El Clásico Capitalino es una de las rivalidades más significativas del futbol mexicano y Miguel España sabe bien lo que representa. El histórico exjugador de Pumas, disputó tres Finales contra América, en medio de un periodo en el que consideró que el antagonismo entre ambos clubes era muy marcado.

“Es un tema muy especial para mí porque me tocó la parte más antagónica de esta rivalidad. Me tocó jugar tres finales contra ellos y eran dos instituciones antagónicas, hasta socialmente ellos tenían una representación de poder y nosotros el tema de la universidad porque además muchos jugadores eran de la cantera. Cada vez que llega este partido quieres que el equipo gane y si es como la última vez, mejor”, declaro en entrevista para RÉCORD.

La enemistad deportiva que existe entre estos equipos se forjó con el paso de los años y las circunstancias que los rodearon no hicieron más que acrecentarla. Casos como la venta de Enrique Borja, quien pasó de ser felino a defender el escudo de las Águilas o incluso el haberse enfrentado en distintas finales de Liga.

“Nos podríamos ir desde Enrique Borja que se fue de Pumas y lo vendieron como un ‘costal de papas’, algo así decía, pero ahí fue un tema más personal que de rivalidad.

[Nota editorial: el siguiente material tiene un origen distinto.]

use std::sync::Arc;
use std::time::Duration;

use serde_json::Value;
use tokio::task::JoinHandle;
use tracing::{debug, info};

use crate::domain::extract::extract_embedded_offers;
use crate::domain::offer::OfferSource;
use crate::domain::payload::parse_payload;
use crate::ports::state_source::StateSource;
use crate::session::collector::{OfferCollector, RenderMode};

/// Feeds offers embedded in the page's prerendered state into the collector.
pub struct PrerenderedStateTap {
    source: Arc<dyn StateSource>,
    collector: Arc<OfferCollector>,
}

impl PrerenderedStateTap {
    pub fn new(source: Arc<dyn StateSource>, collector: Arc<OfferCollector>) -> Self {
        Self { source, collector }
    }

    /// Merges the offers of one state value. Returns how many ids were new.
    pub fn ingest(&self, state: Option<&Value>) -> usize {
        let Some(parsed) = parse_payload(state) else {
            return 0;
        };
        let offers = extract_embedded_offers(&parsed);
        if offers.is_empty() {
            return 0;
        }
        let added = self
            .collector
            .merge(&offers, OfferSource::Prerendered, RenderMode::Refresh);
        debug!(
            records = offers.len(),
            added = added.len(),
            "Prerendered state ingested"
        );
        added.len()
    }

    /// Reads the current value, then keeps following the slot in the background.
    ///
    /// Push is used whenever the source can be subscribed to; `sample_delays`
    /// only matter for sources that refuse subscriptions.
    pub fn install(self, sample_delays: &[Duration]) -> JoinHandle<()> {
        self.ingest(self.source.current().as_ref());

        match self.source.subscribe() {
            Some(rx) => {
                info!("Prerendered state tap following reassignments");
                tokio::spawn(self.follow(rx))
            }
            None => {
                info!(
                    samples = sample_delays.len(),
                    "Prerendered state slot not observable, sampling"
                );
                tokio::spawn(self.sample(sample_delays.to_vec()))
            }
        }
    }

    async fn follow(self, mut rx: tokio::sync::watch::Receiver<Option<Value>>) {
        while rx.changed().await.is_ok() {
            let value = rx.borrow_and_update().clone();
            self.ingest(value.as_ref());
        }
        debug!("State slot dropped, tap stopped");
    }

    async fn sample(self, delays: Vec<Duration>) {
        let start = tokio::time::Instant::now();
        for delay in delays {
            tokio::time::sleep_until(start + delay).await;
            self.ingest(self.source.current().as_ref());
        }
    }
}
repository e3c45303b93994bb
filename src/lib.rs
pub mod adapters;
pub mod config;
pub mod domain;
pub mod error;
pub mod mcp;
pub mod ports;
pub mod session;

#[cfg(test)]
pub mod test_helpers;
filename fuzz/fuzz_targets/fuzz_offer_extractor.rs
#![no_main]
use libfuzzer_sys::fuzz_target;

use olx_map::domain::extract::{extract_next_href, extract_search_offers};
use olx_map::domain::offer::{Offer, OfferSource};
use olx_map::domain::payload::parse_body;

fuzz_target!(|data: &[u8]| {
    if let Ok(text) = std::str::from_utf8(data)
        && let Some(payload) = parse_body(text)
    {
        let origin = url::Url::parse("https://www.olx.pl/").unwrap();
        for raw in extract_search_offers(&payload) {
            let _ = Offer::from_raw(&raw, OfferSource::Observed);
        }
        let _ = extract_next_href(&payload, &origin);
    }
});
pub mod network;
pub mod prerendered;
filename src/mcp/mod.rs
pub mod server;
pub mod live_view;
pub mod state_source;
pub mod transport;
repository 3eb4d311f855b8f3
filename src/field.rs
use crate::error::CoreError;

/// How neighbor lookups behave at the domain edge.
#[derive(Clone, Copy, Debug, PartialEq, Eq)]
pub enum Addressing {
    /// Toroidal: stepping off one edge re-enters on the opposite edge.
    Wrap,
    /// Out-of-range coordinates read the nearest edge cell.
    ClampToEdge,
}

impl Addressing {
    /// Offset `coord` by `delta` (-1, 0 or +1) on an axis of length `side`.
    #[inline]
    pub fn step(self, coord: usize, delta: isize, side: usize) -> usize {
        match (self, delta) {
            (_, 0) => coord,
            (Addressing::Wrap, d) if d < 0 => {
                if coord == 0 {
                    side - 1
                } else {
                    coord - 1
                }
            }
            (Addressing::Wrap, _) => {
                if coord + 1 == side {
                    0
                } else {
                    coord + 1
                }
            }
            (Addressing::ClampToEdge, d) if d < 0 => coord.saturating_sub(1),
            (Addressing::ClampToEdge, _) => (coord + 1).min(side - 1),
        }
    }
}

/// Axis-aligned block of cells.
#[derive(Clone, Copy, Debug, PartialEq, Eq)]
pub struct Region {
    pub x: usize,
    pub y: usize,
    pub width: usize,
    pub height: usize,
}

impl Region {
    pub fn full(side: usize) -> Self {
        Self {
            x: 0,
            y: 0,
            width: side,
            height: side,
        }
    }
}

/// Square grid of `side * side` cells with a fixed number of planar channels.
#[derive(Clone, Debug, PartialEq)]
pub struct Field {
    side: usize,
    channels: usize,
    addressing: Addressing,
    data: Vec<f32>,
}

impl Field {
    pub fn new(side: usize, channels: usize, addressing: Addressing) -> Self {
        Self {
            side,
            channels,
            addressing,
            data: vec![0.0; side * side * channels],
        }
    }

    pub fn side(&self) -> usize {
        self.side
    }

    pub fn channels(&self) -> usize {
        self.channels
    }

    pub fn addressing(&self) -> Addressing {
        self.addressing
    }

    pub fn cells(&self) -> usize {
        self.side * self.side
    }

    #[inline]
    pub fn idx(&self, x: usize, y: usize) -> usize {
        y * self.side + x
    }

    pub fn channel(&self, channel: usize) -> &[f32] {
        let n = self.cells();
        &self.data[channel * n..(channel + 1) * n]
    }

    pub fn channel_mut(&mut self, channel: usize) -> &mut [f32] {
        let n = self.cells();
        &mut self.data[channel * n..(channel + 1) * n]
    }

    /// Mutable access to the first two channels at once.
    pub fn pair_mut(&mut self) -> (&mut [f32], &mut [f32]) {
        let n = self.cells();
        let (first, rest) = self.data.split_at_mut(n);
        (first, &mut rest[..n])
    }

    pub fn get(&self, channel: usize, x: usize, y: usize) -> f32 {
        self.channel(channel)[self.idx(x, y)]
    }

    pub fn fill(&mut self, channel: usize, value: f32) {
        self.channel_mut(channel).fill(value);
    }

    /// Copy row-major `data` into `region` of one channel.
    ///
    /// This is the raw entry point for callers that bring their own initial
    /// conditions; the built-in patch seeding writes whole buffers instead.
    pub fn write(&mut self, region: Region, channel: usize, data: &[f32]) -> Result<(), CoreError> {
        if channel >= self.channels {
            return Err(CoreError::ChannelOutOfRange {
                channel,
                channels: self.channels,
            });
        }
        let fits = |start: usize, len: usize| start.checked_add(len).is_some_and(|end| end <= self.side);
        if !fits(region.x, region.width) || !fits(region.y, region.height) {
            return Err(CoreError::RegionOutOfBounds {
                x: region.x,
                y: region.y,
                width: region.width,
                height: region.height,
                side: self.side,
            });
        }
        let expected = region.width * region.height;
        if data.len() != expected {
            return Err(CoreError::DataLength {
                expected,
                actual: data.len(),
            });
        }

        let side = self.side;
        let target = self.channel_mut(channel);
        for (row, src) in data.chunks_exact(region.width.max(1)).enumerate() {
            let start = (region.y + row) * side + region.x;
            target[start..start + region.width].copy_from_slice(src);
        }
        Ok(())
    }
}

/// Two fixed allocations with an active-index flag. Updates read `current`
/// and write `next`; `swap` flips which one is current.
#[derive(Clone, Debug)]
pub struct DoubleBuffer {
    buffers: [Field; 2],
    active: usize,
}

impl DoubleBuffer {
    pub fn new(field: Field) -> Self {
        Self {
            buffers: [field.clone(), field],
            active: 0,
        }
    }

    pub fn current(&self) -> &Field {
        &self.buffers[self.active]
    }

    /// The current buffer for reading and the next one for writing.
    pub fn split(&mut self) -> (&Field, &mut Field) {
        let (a, b) = self.buffers.split_at_mut(1);
        if self.active == 0 {
            (&a[0], &mut b[0])
        } else {
            (&b[0], &mut a[0])
        }
    }

    pub fn swap(&mut self) {
        self.active ^= 1;
    }

    /// Seed both buffers with the same contents so a later swap never
    /// exposes stale data. Nothing is written unless the whole request is
    /// valid.
    pub fn write(&mut self, region: Region, channel: usize, data: &[f32]) -> Result<(), CoreError> {
        let (current, next) = self.split();
        next.data.copy_from_slice(&current.data);
        next.write(region, channel, data)?;
        self.swap();
        let (current, next) = self.split();
        next.data.copy_from_slice(&current.data);
        Ok(())
    }

    /// Rewrite the current buffer with `seed` and mirror it into the next one.
    pub fn seed_with(&mut self, seed: impl FnOnce(&mut Field)) {
        let (_, next) = self.split();
        seed(next);
        self.swap();
        let (current, next) = self.split();
        next.data.copy_from_slice(&current.data);
    }
}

Esto empieza en los 80 con las tres finales que se viven contra ellos, ganamos la tercera si no ya les iba a dar mi credencial de cliente”, apuntó.

En la temporada 1990-91, los auriazules finalmente ganaron un campeonato ante América y este triunfo representó un impulso en el ímpetu de los del Pedregal, aunque España consideró que esta rivalidad siempre fue respetuosa dentro de la cancha.

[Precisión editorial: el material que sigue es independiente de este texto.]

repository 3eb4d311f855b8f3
use std::io::IsTerminal;
use std::sync::OnceLock;

use tracing_subscriber::{layer::SubscriberExt, util::SubscriberInitExt, EnvFilter, Registry};

static INITIALISED: OnceLock<()> = OnceLock::new();

/// Installs the global fmt subscriber, filtered by `RUST_LOG` (default `info`).
pub fn init_tracing() -> Result<(), TelemetryError> {
    INITIALISED
        .set(())
        .map_err(|_| TelemetryError::AlreadyInitialised)?;

    let filter = EnvFilter::try_from_default_env().unwrap_or_else(|_| EnvFilter::new("info"));
    let fmt_layer = tracing_subscriber::fmt::layer()
        .with_target(true)
        .with_ansi(std::io::stderr().is_terminal())
        .with_writer(std::io::stderr);
    Registry::default()
        .with(filter)
        .with(fmt_layer)
        .try_init()
        .map_err(|err| TelemetryError::Install(err.to_string()))
}

#[derive(Debug, thiserror::Error)]
pub enum TelemetryError {
    #[error("tracing has already been initialised")]
    AlreadyInitialised,
    #[error("failed to install tracing subscriber: {0}")]
    Install(String),
}
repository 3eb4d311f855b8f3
mod app;

fn main() -> eframe::Result<()> {
    if let Err(err) = hierarchical_rd::telemetry::init_tracing() {
        eprintln!("{err}");
    }

    let options = eframe::NativeOptions {
        viewport: eframe::egui::ViewportBuilder::default()
            .with_inner_size([1280.0, 720.0])
            .with_min_inner_size([900.0, 560.0]),
        ..Default::default()
    };

    eframe::run_native(
        "Hierarchical Reaction Diffusion",
        options,
        Box::new(|cc| Ok(Box::new(app::CascadeApp::new(cc)?))),
    )
}
use crate::cascade::StageId;
use crate::structure::LayerId;

/// Which arena a capacity error refers to.
#[derive(Clone, Copy, Debug, PartialEq, Eq)]
pub enum Capacity {
    Stages,
    Layers,
}

impl std::fmt::Display for Capacity {
    fn fmt(&self, f: &mut std::fmt::Formatter<'_>) -> std::fmt::Result {
        match self {
            Capacity::Stages => f.write_str("stages"),
            Capacity::Layers => f.write_str("structure layers"),
        }
    }
}

/// Errors reported by the simulation core. Every variant leaves state untouched.
#[derive(Debug, thiserror::Error, PartialEq)]
pub enum CoreError {
    #[error("at most {max} {kind} allowed")]
    CapacityExceeded { kind: Capacity, max: usize },
    #[error("no stage with id {0}")]
    UnknownStage(StageId),
    #[error("no structure layer with id {0}")]
    UnknownLayer(LayerId),
    #[error("stage 0 is driven by the global parameters and has no own parameter set")]
    BaseStageParams,
    #[error("unrecognised view selector {0:?}")]
    InvalidSelector(String),
    #[error("invalid configuration: {0}")]
    InvalidConfig(&'static str),
    #[error("region {x},{y} {width}x{height} does not fit a {side}x{side} field")]
    RegionOutOfBounds {
        x: usize,
        y: usize,
        width: usize,
        height: usize,
        side: usize,
    },
    #[error("channel {channel} out of range for a {channels}-channel field")]
    ChannelOutOfRange { channel: usize, channels: usize },
    #[error("expected {expected} values, got {actual}")]
    DataLength { expected: usize, actual: usize },
}
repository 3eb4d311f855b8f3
//! Read-only views of stage and layer fields for the compositor.

use std::fmt;
use std::str::FromStr;

use crate::cascade::StageId;
use crate::error::CoreError;
use crate::field::Field;
use crate::structure::LayerId;
use crate::types::FieldStats;

#[derive(Clone, Copy, Debug, PartialEq, Eq, Hash)]
pub enum Channel {
    /// `X` (`a` on the base stage).
    Primary,
    /// `Y` (`b`, `c`, `d`, `e` up the cascade).
    Secondary,
}

impl Channel {
    pub fn index(self) -> usize {
        match self {
            Channel::Primary => 0,
            Channel::Secondary => 1,
        }
    }
}

/// Names one displayable field channel.
///
/// The textual form matches the viewer's picker values: `state-a` and
/// `state-b` for the base stage, `state-c`..`state-e` for the secondary
/// channel of stages 1..3, `rdx-N` / `rdy-N` for any stage, `struct-N` for
/// structure layers.
#[derive(Clone, Copy, Debug, PartialEq, Eq, Hash)]
pub enum Selector {
    Stage { stage: StageId, channel: Channel },
    Layer(LayerId),
}

impl Selector {
    pub const BASE_X: Selector = Selector::Stage {
        stage: StageId(0),
        channel: Channel::Primary,
    };
    pub const BASE_Y: Selector = Selector::Stage {
        stage: StageId(0),
        channel: Channel::Secondary,
    };

    pub fn stage_x(stage: usize) -> Self {
        Selector::Stage {
            stage: StageId(stage),
            channel: Channel::Primary,
        }
    }

    pub fn stage_y(stage: usize) -> Self {
        Selector::Stage {
            stage: StageId(stage),
            channel: Channel::Secondary,
        }
    }

    pub fn layer(layer: usize) -> Self {
        Selector::Layer(LayerId(layer))
    }

    /// Human-readable name for pickers.
    pub fn label(&self) -> String {
        match *self {
            Selector::Stage {
                stage: StageId(0),
                channel: Channel::Primary,
            } => "RD: a (X0)".to_owned(),
            Selector::Stage {
                stage: StageId(0),
                channel: Channel::Secondary,
            } => "RD: b (Y0)".to_owned(),
            Selector::Stage {
                stage: StageId(n),
                channel: Channel::Primary,
            } => format!("RD: X{n}"),
            Selector::Stage {
                stage: StageId(n),
                channel: Channel::Secondary,
            } => format!("RD: {} (Y{n})", crate::cascade::secondary_name(n)),
            Selector::Layer(LayerId(n)) => format!("Structure {n}"),
        }
    }
}

impl fmt::Display for Selector {
    fn fmt(&self, f: &mut fmt::Formatter<'_>) -> fmt::Result {
        match *self {
            Selector::Stage {
                stage: StageId(0),
                channel: Channel::Primary,
            } => f.write_str("state-a"),
            Selector::Stage {
                stage: StageId(0),
                channel: Channel::Secondary,
            } => f.write_str("state-b"),
            Selector::Stage {
                stage,
                channel: Channel::Primary,
            } => write!(f, "rdx-{stage}"),
            Selector::Stage {
                stage,
                channel: Channel::Secondary,
            } => write!(f, "rdy-{stage}"),
            Selector::Layer(layer) => write!(f, "struct-{layer}"),
        }
    }
}

impl FromStr for Selector {
    type Err = CoreError;

    fn from_str(s: &str) -> Result<Self, Self::Err> {
        let invalid = || CoreError::InvalidSelector(s.to_owned());
        let (kind, arg) = s.split_once('-').ok_or_else(invalid)?;
        let index = || arg.parse::<usize>().map_err(|_| invalid());
        match kind {
            "state" => match arg {
                "a" => Ok(Selector::BASE_X),
                "b" => Ok(Selector::BASE_Y),
                "c" => Ok(Selector::stage_y(1)),
                "d" => Ok(Selector::stage_y(2)),
                "e" => Ok(Selector::stage_y(3)),
                _ => Err(invalid()),
            },
            "rdx" => Ok(Selector::stage_x(index()?)),
            "rdy" => Ok(Selector::stage_y(index()?)),
            "struct" => Ok(Selector::layer(index()?)),
            _ => Err(invalid()),
        }
    }
}

/// A field plus the channel a compositor should sample.
#[derive(Clone, Copy, Debug)]
pub struct FieldView<'a> {
    field: &'a Field,
    channel: usize,
    selector: Selector,
}

impl<'a> FieldView<'a> {
    pub(crate) fn new(field: &'a Field, channel: usize, selector: Selector) -> Self {
        Self {
            field,
            channel,
            selector,
        }
    }

    pub fn field(&self) -> &'a Field {
        self.field
    }

    pub fn channel(&self) -> usize {
        self.channel
    }

    /// The selector actually served, which differs from the request after a
    /// fallback.
    pub fn selector(&self) -> Selector {
        self.selector
    }

    pub fn side(&self) -> usize {
        self.field.side()
    }

    pub fn values(&self) -> &'a [f32] {
        self.field.channel(self.channel)
    }

    pub fn get(&self, x: usize, y: usize) -> f32 {
        self.field.get(self.channel, x, y)
    }

    pub fn stats(&self) -> FieldStats {
        let values = self.values();
        if values.is_empty() {
            return FieldStats::default();
        }
        let n = values.len() as f32;
        let mut sum = 0.0;
        let mut min = f32::INFINITY;
        let mut max = f32::NEG_INFINITY;
        for &v in values {
            sum += v;
            min = min.min(v);
            max = max.max(v);
        }
        let mean = sum / n;
        let variance = values.iter().map(|v| (v - mean) * (v - mean)).sum::<f32>() / n;
        FieldStats {
            mean,
            variance,
            min,
            max,
        }
    }
}
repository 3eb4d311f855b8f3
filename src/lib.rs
//! Hierarchical reaction-diffusion with structural feedback.
//!
//! A base Gray–Scott stage drives a cascade of up to four higher stages,
//! each pulled towards the `X * Y^2` readout of the stage below. In
//! structure mode a chain of gradient-magnitude layers is computed from the
//! base substrate, reduced to a scalar, smoothed into the feedback value `C`
//! and fed back as an inhibition term on the next tick.
//!
//! ```
//! use hierarchical_rd::{GlobalParams, Mode, SimConfig, Simulation};
//!
//! let mut sim = Simulation::new(SimConfig::new(64))?;
//! let params = GlobalParams { dt: 0.2, ..GlobalParams::default() };
//! for _ in 0..10 {
//!     sim.advance(Mode::Structure, &params);
//! }
//! assert!((0.0..=1.0).contains(&sim.current_feedback_value()));
//! # Ok::<(), hierarchical_rd::CoreError>(())
//! ```
//!
//! Parameters are not bounded here. Keeping `4 * dt * diff` below 1
//! ([`GlobalParams::diffusion_number`]) is the caller's job; outside that
//! range the per-step clamp keeps values in `[0, 1]` but the dynamics are
//! no longer a faithful integration.

pub mod cascade;
pub mod error;
pub mod feedback;
pub mod field;
pub mod reaction_diffusion;
pub mod seeding;
pub mod simulation;
pub mod structure;
pub mod telemetry;
pub mod types;
pub mod view;

pub use cascade::{Stage, StageId, StageRole};
pub use error::{Capacity, CoreError};
pub use field::{Addressing, DoubleBuffer, Field, Region};
pub use simulation::Simulation;
pub use structure::{reduce, LayerId, StructureLayer};
pub use types::{
    FieldStats, GlobalParams, LayerParams, Mode, Patch, SimConfig, StageParams, CANONICAL_PATCHES,
    MAX_LAYERS, MAX_STAGES,
};
pub use view::{Channel, FieldView, Selector};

“Afortunadamente, el grupo lo entendió y a partir de ahí fue como un transmisor hacia las tribunas y categorías menores, tiene esa historia. Seguramente las nuevas generaciones ya no les tocó vivir esa época, era muy antagónica, se daban en todos los renglones ese contraste y llevado sanamente a la cancha deportivamente, el pique fue fuerte, pero caballeroso”, señaló.

AQUEL HISTÓRICO AUTOGOL

Durante su etapa como jugador, Miguel España vivió momentos de gloria con Pumas, incluso una Final en la que derrotaron al América, pero precisamente contra su acérrimo rival, el exmediocampista cometió un autogol en Semifinales, mismo que dijo fue un accidente.

El 18 de mayo del 2002, los universitarios recibieron a las Águilas para encarar la serie Semifinal de aquel torneo en el que una jugada fortuita que le dio ventaja a los azulcrema que a la postre terminaron por sentenciar la serie, jugada que España recuerda hasta la actualidad.